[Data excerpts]
● ● ● ● ●

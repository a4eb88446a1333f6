//! Local filesystem adapter.
//!
//! Provides access to real filesystem paths under a root directory.

use async_trait::async_trait;
use std::io;
use std::path::PathBuf;
use tokio::fs;
use tokio::io::AsyncWriteExt;

use crate::adapter::{Adapter, AdapterCore};
use crate::error::FsResult;
use crate::model::{Directory, File};

/// Local filesystem adapter.
///
/// All operations are relative to the root. For example, if the root is
/// `/home/amy/project`, then `read_file("src/main.rs")` reads
/// `/home/amy/project/src/main.rs`.
///
/// Listings are sorted by name.
#[derive(Debug, Clone)]
pub struct LocalAdapter {
    core: AdapterCore,
}

/// Returns true for io errors that mean "nothing usable at this path".
fn is_missing(e: &io::Error) -> bool {
    matches!(
        e.kind(),
        io::ErrorKind::NotFound | io::ErrorKind::NotADirectory
    )
}

impl LocalAdapter {
    /// Create a local adapter rooted at the given path.
    ///
    /// The root is canonicalized at construction time to handle symlinks
    /// (e.g. macOS `/tmp` → `/private/tmp`). A root that does not exist yet
    /// is kept as given.
    pub fn new(prefix: impl Into<String>, root: impl Into<PathBuf>) -> Self {
        let root: PathBuf = root.into();
        let root = dunce::canonicalize(&root).unwrap_or(root);
        Self {
            core: AdapterCore::new(prefix, root.to_string_lossy().into_owned()),
        }
    }

    /// Stat an absolute path, following symlinks. `Ok(None)` when missing.
    async fn stat(&self, full_path: &str) -> FsResult<Option<std::fs::Metadata>> {
        match fs::metadata(full_path).await {
            Ok(meta) => Ok(Some(meta)),
            Err(e) if is_missing(&e) => Ok(None),
            Err(e) => Err(self.core.runtime(full_path, e)),
        }
    }

    /// Read a directory's children with their metadata.
    async fn read_children(&self, path: &str) -> FsResult<Vec<(String, std::fs::Metadata)>> {
        let dir = self.get_directory(path).await?;
        let mut dir_entries = fs::read_dir(&dir.path)
            .await
            .map_err(|e| self.core.runtime(&dir.path, e))?;

        let mut children = Vec::new();
        while let Some(entry) = dir_entries
            .next_entry()
            .await
            .map_err(|e| self.core.runtime(&dir.path, e))?
        {
            let child = entry.path().to_string_lossy().into_owned();
            match fs::metadata(&child).await {
                Ok(meta) => children.push((child, meta)),
                // Dangling symlink: nothing to report.
                Err(e) if is_missing(&e) => {
                    tracing::debug!(path = %child, "skipping dangling entry");
                }
                Err(e) => return Err(self.core.runtime(&child, e)),
            }
        }

        children.sort_by(|a, b| a.0.cmp(&b.0));
        Ok(children)
    }

    async fn ensure_parent(&self, full_path: &str) -> FsResult<()> {
        if let Some(parent) = std::path::Path::new(full_path).parent() {
            fs::create_dir_all(parent)
                .await
                .map_err(|e| self.core.runtime(full_path, e))?;
        }
        Ok(())
    }
}

#[async_trait]
impl Adapter for LocalAdapter {
    fn prefix(&self) -> &str {
        self.core.prefix()
    }

    fn root_path(&self) -> &str {
        self.core.root_path()
    }

    async fn get_file(&self, path: &str) -> FsResult<File> {
        let full_path = self.core.resolve(path)?;
        match self.stat(&full_path).await? {
            Some(meta) if meta.is_file() => {
                Ok(self.core.file(&full_path, meta.len(), meta.modified().ok()))
            }
            _ => Err(self.core.file_not_found(&full_path)),
        }
    }

    async fn get_directory(&self, path: &str) -> FsResult<Directory> {
        let full_path = self.core.resolve(path)?;
        match self.stat(&full_path).await? {
            Some(meta) if meta.is_dir() => Ok(self.core.directory(&full_path, meta.modified().ok())),
            _ => Err(self.core.directory_not_found(&full_path)),
        }
    }

    async fn list_files(&self, path: &str) -> FsResult<Vec<File>> {
        Ok(self
            .read_children(path)
            .await?
            .into_iter()
            .filter(|(_, meta)| meta.is_file())
            .map(|(child, meta)| self.core.file(&child, meta.len(), meta.modified().ok()))
            .collect())
    }

    async fn list_directories(&self, path: &str) -> FsResult<Vec<Directory>> {
        Ok(self
            .read_children(path)
            .await?
            .into_iter()
            .filter(|(_, meta)| meta.is_dir())
            .map(|(child, meta)| self.core.directory(&child, meta.modified().ok()))
            .collect())
    }

    async fn create_file(&self, path: &str) -> FsResult<File> {
        let full_path = self.core.resolve(path)?;
        if self.stat(&full_path).await?.is_some() {
            return Err(self.core.file_already_exists(&full_path));
        }
        self.ensure_parent(&full_path).await?;

        fs::OpenOptions::new()
            .write(true)
            .create_new(true)
            .open(&full_path)
            .await
            .map_err(|e| match e.kind() {
                io::ErrorKind::AlreadyExists => self.core.file_already_exists(&full_path),
                _ => self.core.runtime(&full_path, e),
            })?;

        self.get_file(path).await
    }

    async fn create_directory(&self, path: &str) -> FsResult<()> {
        let full_path = self.core.resolve(path)?;
        fs::create_dir_all(&full_path)
            .await
            .map_err(|e| self.core.runtime(&full_path, e))
    }

    async fn delete_file(&self, path: &str) -> FsResult<()> {
        let file = self.get_file(path).await?;
        fs::remove_file(&file.path)
            .await
            .map_err(|e| self.core.runtime(&file.path, e))
    }

    async fn delete_directory(&self, path: &str, recursive: bool) -> FsResult<()> {
        let dir = self.get_directory(path).await?;
        if dir.path == self.core.resolve("")? {
            return Err(self.core.runtime(&dir.path, "cannot remove the adapter root"));
        }
        let result = if recursive {
            fs::remove_dir_all(&dir.path).await
        } else {
            fs::remove_dir(&dir.path).await
        };
        result.map_err(|e| self.core.runtime(&dir.path, e))
    }

    async fn read_file(&self, path: &str) -> FsResult<Vec<u8>> {
        let file = self.get_file(path).await?;
        fs::read(&file.path)
            .await
            .map_err(|e| self.core.runtime(&file.path, e))
    }

    async fn write_file(&self, path: &str, contents: &[u8], overwrite: bool) -> FsResult<()> {
        let full_path = self.core.resolve(path)?;
        if !overwrite && self.stat(&full_path).await?.is_some() {
            return Err(self.core.file_already_exists(&full_path));
        }
        self.ensure_parent(&full_path).await?;

        fs::write(&full_path, contents)
            .await
            .map_err(|e| self.core.runtime(&full_path, e))
    }

    async fn append_file(&self, path: &str, contents: &[u8]) -> FsResult<()> {
        let file = self.get_file(path).await?;

        let mut handle = fs::OpenOptions::new()
            .append(true)
            .open(&file.path)
            .await
            .map_err(|e| self.core.runtime(&file.path, e))?;

        handle
            .write_all(contents)
            .await
            .map_err(|e| self.core.runtime(&file.path, e))?;
        handle
            .flush()
            .await
            .map_err(|e| self.core.runtime(&file.path, e))
    }
}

● ● ● ● ●

- _WHAT TO WORK ON_
Write out every line of the data exactly, leaving nothing out.

- _TASK ANSWER_
repository a4eb88446a1333f6
//! Local filesystem adapter.
//!
//! Provides access to real filesystem paths under a root directory.

use async_trait::async_trait;
use std::io;
use std::path::PathBuf;
use tokio::fs;
use tokio::io::AsyncWriteExt;

use crate::adapter::{Adapter, AdapterCore};
use crate::error::FsResult;
use crate::model::{Directory, File};

/// Local filesystem adapter.
///
/// All operations are relative to the root. For example, if the root is
/// `/home/amy/project`, then `read_file("src/main.rs")` reads
/// `/home/amy/project/src/main.rs`.
///
/// Listings are sorted by name.
#[derive(Debug, Clone)]
pub struct LocalAdapter {
    core: AdapterCore,
}

/// Returns true for io errors that mean "nothing usable at this path".
fn is_missing(e: &io::Error) -> bool {
    matches!(
        e.kind(),
        io::ErrorKind::NotFound | io::ErrorKind::NotADirectory
    )
}

impl LocalAdapter {
    /// Create a local adapter rooted at the given path.
    ///
    /// The root is canonicalized at construction time to handle symlinks
    /// (e.g. macOS `/tmp` → `/private/tmp`). A root that does not exist yet
    /// is kept as given.
    pub fn new(prefix: impl Into<String>, root: impl Into<PathBuf>) -> Self {
        let root: PathBuf = root.into();
        let root = dunce::canonicalize(&root).unwrap_or(root);
        Self {
            core: AdapterCore::new(prefix, root.to_string_lossy().into_owned()),
        }
    }

    /// Stat an absolute path, following symlinks. `Ok(None)` when missing.
    async fn stat(&self, full_path: &str) -> FsResult<Option<std::fs::Metadata>> {
        match fs::metadata(full_path).await {
            Ok(meta) => Ok(Some(meta)),
            Err(e) if is_missing(&e) => Ok(None),
            Err(e) => Err(self.core.runtime(full_path, e)),
        }
    }

    /// Read a directory's children with their metadata.
    async fn read_children(&self, path: &str) -> FsResult<Vec<(String, std::fs::Metadata)>> {
        let dir = self.get_directory(path).await?;
        let mut dir_entries = fs::read_dir(&dir.path)
            .await
            .map_err(|e| self.core.runtime(&dir.path, e))?;

        let mut children = Vec::new();
        while let Some(entry) = dir_entries
            .next_entry()
            .await
            .map_err(|e| self.core.runtime(&dir.path, e))?
        {
            let child = entry.path().to_string_lossy().into_owned();
            match fs::metadata(&child).await {
                Ok(meta) => children.push((child, meta)),
                // Dangling symlink: nothing to report.
                Err(e) if is_missing(&e) => {
                    tracing::debug!(path = %child, "skipping dangling entry");
                }
                Err(e) => return Err(self.core.runtime(&child, e)),
            }
        }

        children.sort_by(|a, b| a.0.cmp(&b.0));
        Ok(children)
    }

    async fn ensure_parent(&self, full_path: &str) -> FsResult<()> {
        if let Some(parent) = std::path::Path::new(full_path).parent() {
            fs::create_dir_all(parent)
                .await
                .map_err(|e| self.core.runtime(full_path, e))?;
        }
        Ok(())
    }
}

#[async_trait]
impl Adapter for LocalAdapter {
    fn prefix(&self) -> &str {
        self.core.prefix()
    }

    fn root_path(&self) -> &str {
        self.core.root_path()
    }

    async fn get_file(&self, path: &str) -> FsResult<File> {
        let full_path = self.core.resolve(path)?;
        match self.stat(&full_path).await? {
            Some(meta) if meta.is_file() => {
                Ok(self.core.file(&full_path, meta.len(), meta.modified().ok()))
            }
            _ => Err(self.core.file_not_found(&full_path)),
        }
    }

    async fn get_directory(&self, path: &str) -> FsResult<Directory> {
        let full_path = self.core.resolve(path)?;
        match self.stat(&full_path).await? {
            Some(meta) if meta.is_dir() => Ok(self.core.directory(&full_path, meta.modified().ok())),
            _ => Err(self.core.directory_not_found(&full_path)),
        }
    }

    async fn list_files(&self, path: &str) -> FsResult<Vec<File>> {
        Ok(self
            .read_children(path)
            .await?
            .into_iter()
            .filter(|(_, meta)| meta.is_file())
            .map(|(child, meta)| self.core.file(&child, meta.len(), meta.modified().ok()))
            .collect())
    }

    async fn list_directories(&self, path: &str) -> FsResult<Vec<Directory>> {
        Ok(self
            .read_children(path)
            .await?
            .into_iter()
            .filter(|(_, meta)| meta.is_dir())
            .map(|(child, meta)| self.core.directory(&child, meta.modified().ok()))
            .collect())
    }

    async fn create_file(&self, path: &str) -> FsResult<File> {
        let full_path = self.core.resolve(path)?;
        if self.stat(&full_path).await?.is_some() {
            return Err(self.core.file_already_exists(&full_path));
        }
        self.ensure_parent(&full_path).await?;

        fs::OpenOptions::new()
            .write(true)
            .create_new(true)
            .open(&full_path)
            .await
            .map_err(|e| match e.kind() {
                io::ErrorKind::AlreadyExists => self.core.file_already_exists(&full_path),
                _ => self.core.runtime(&full_path, e),
            })?;

        self.get_file(path).await
    }

    async fn create_directory(&self, path: &str) -> FsResult<()> {
        let full_path = self.core.resolve(path)?;
        fs::create_dir_all(&full_path)
            .await
            .map_err(|e| self.core.runtime(&full_path, e))
    }

    async fn delete_file(&self, path: &str) -> FsResult<()> {
        let file = self.get_file(path).await?;
        fs::remove_file(&file.path)
            .await
            .map_err(|e| self.core.runtime(&file.path, e))
    }

    async fn delete_directory(&self, path: &str, recursive: bool) -> FsResult<()> {
        let dir = self.get_directory(path).await?;
        if dir.path == self.core.resolve("")? {
            return Err(self.core.runtime(&dir.path, "cannot remove the adapter root"));
        }
        let result = if recursive {
            fs::remove_dir_all(&dir.path).await
        } else {
            fs::remove_dir(&dir.path).await
        };
        result.map_err(|e| self.core.runtime(&dir.path, e))
    }

    async fn read_file(&self, path: &str) -> FsResult<Vec<u8>> {
        let file = self.get_file(path).await?;
        fs::read(&file.path)
            .await
            .map_err(|e| self.core.runtime(&file.path, e))
    }

    async fn write_file(&self, path: &str, contents: &[u8], overwrite: bool) -> FsResult<()> {
        let full_path = self.core.resolve(path)?;
        if !overwrite && self.stat(&full_path).await?.is_some() {
            return Err(self.core.file_already_exists(&full_path));
        }
        self.ensure_parent(&full_path).await?;

        fs::write(&full_path, contents)
            .await
            .map_err(|e| self.core.runtime(&full_path, e))
    }

    async fn append_file(&self, path: &str, contents: &[u8]) -> FsResult<()> {
        let file = self.get_file(path).await?;

        let mut handle = fs::OpenOptions::new()
            .append(true)
            .open(&file.path)
            .await
            .map_err(|e| self.core.runtime(&file.path, e))?;

        handle
            .write_all(contents)
            .await
            .map_err(|e| self.core.runtime(&file.path, e))?;
        handle
            .flush()
            .await
            .map_err(|e| self.core.runtime(&file.path, e))
    }
}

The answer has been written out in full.